The Independent Group

If that was the case why is Soubry banging the drum to circumvent the referendum result going against her leave ward?
Because she believes Brexit will be bad for the country and her constituents. That's what mps are supposed to do.
 
Interesting if he really meant the last fifteen years because that would be going back into the era of phoney Tony and Gordon Brown. So I wonder if in his ( Mann's) view anti semitism was allegedly more or less prevalent in the party back in that time and/or did the respective Labour administration sort it out better than the current one?
Or maybe the media couldn't be arsed reporting it because there was no need for anti Labour agenda then.

When I have encountered anti-Semitism amongst left-wing people it has largely been a product of ignorant people holding a general (and permissible) disapproval of Israel and its policies as regards Palestine in particular, and lurching from that to a wider (and impermissible) opinion that jewish people and the Israeli government are interchangeable and that valid criticism of one is morally equivalent to invalid criticisms of the other.

My own thoughts, for what they are worth, are that Jeremy Corbyn's own personal stance on Israel and Palestine has had two effects: first, he is surrounded by those who do harbour anti-jewish sentiments that are in fact born our of anti Israeli sentiments, and they have moved to positions of power and prominence within the labour party as he has done; secondly, the general anti Israel rhetoric voiced by many who are close to Corbyn and are sympathetic to the palestinian cause emboldens many to give voice to their latent anti-Semitism.

I certainly do not believe that anti Semitism was as prevalent in the labour party until Corbyn became leader, not least because I think Ed Milliband (and Blair and Brown before him) would have had no truck with it.

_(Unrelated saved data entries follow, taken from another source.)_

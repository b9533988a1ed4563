//! # stepguard-scan
//!
//! Producers of the step corpus.
//!
//! This crate provides:
//! - The `CorpusSource` trait the CLI loads records through
//! - A scanner for Cucumber step definition files
//! - JSON and in-memory corpus sources

mod scanner;
mod source;

pub use scanner::{extract_steps, StepFileScanner};
pub use source::{CorpusSource, JsonCorpusSource, MemoryCorpusSource};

What appals me is the seeming unwillingness of the current labour leadership to tackle anything as vile as racism - for make no mistake, that is what anti-Semitism is.
 
When I have encountered anti-Semitism amongst left-wing people it has largely been a product of ignorant people holding a general (and permissible) disapproval of Israel and its policies as regards Palestine in particular, and lurching from that to a wider (and impermissible) opinion that jewish people and the Israeli government are interchangeable and that valid criticism of one is morally equivalent to invalid criticisms of the other.

My own thoughts, for what they are worth, are that Jeremy Corbyn's own personal stance on Israel and Palestine has had two effects: first, he is surrounded by those who do harbour anti-jewish sentiments that are in fact born our of anti Israeli sentiments, and they have moved to positions of power and prominence within the labour party as he has done; secondly, the general anti Israel rhetoric voiced by many who are close to Corbyn and are sympathetic to the palestinian cause emboldens many to give voice to their latent anti-Semitism.

I certainly do not believe that anti Semitism was as prevalent in the labour party until Corbyn became leader, not least because I think Ed Milliband (and Blair and Brown before him) would have had no truck with it.

What appals me is the seeming unwillingness of the current labour leadership to tackle anything as vile as racism - for make no mistake, that is what anti-Semitism is.
I'd fully expect a mind as incisive as yours to succintly sum up the issue and you have done. Spot on.
 
People keep mentioning middle it's nothing of the sort, it's an anti-Brexit party in the making. Cue a pro Brexit party and I mean a real one springing up in genuine opposition.

brexit represents a fault-line that cuts completely across the traditional left/right wing divide. What exacerbates it is that within the Brexit camp there are different views on what brexit actually means. The prime minister says brexit means brexit, which is true, but it doesn't mean anything more than that and therein lies the problem.

You already have two pro-brexit parties: one is called the labour party and the other is called the Conservative party.

I assume you dismiss UKIP for the same reasons I do. That's why I don't see a new pro-Brexit party springing up. There is no political vacuum for it to fill, and neither the tories nor labour would willingly want (for the most part) to be associated with UKIP or anything like it.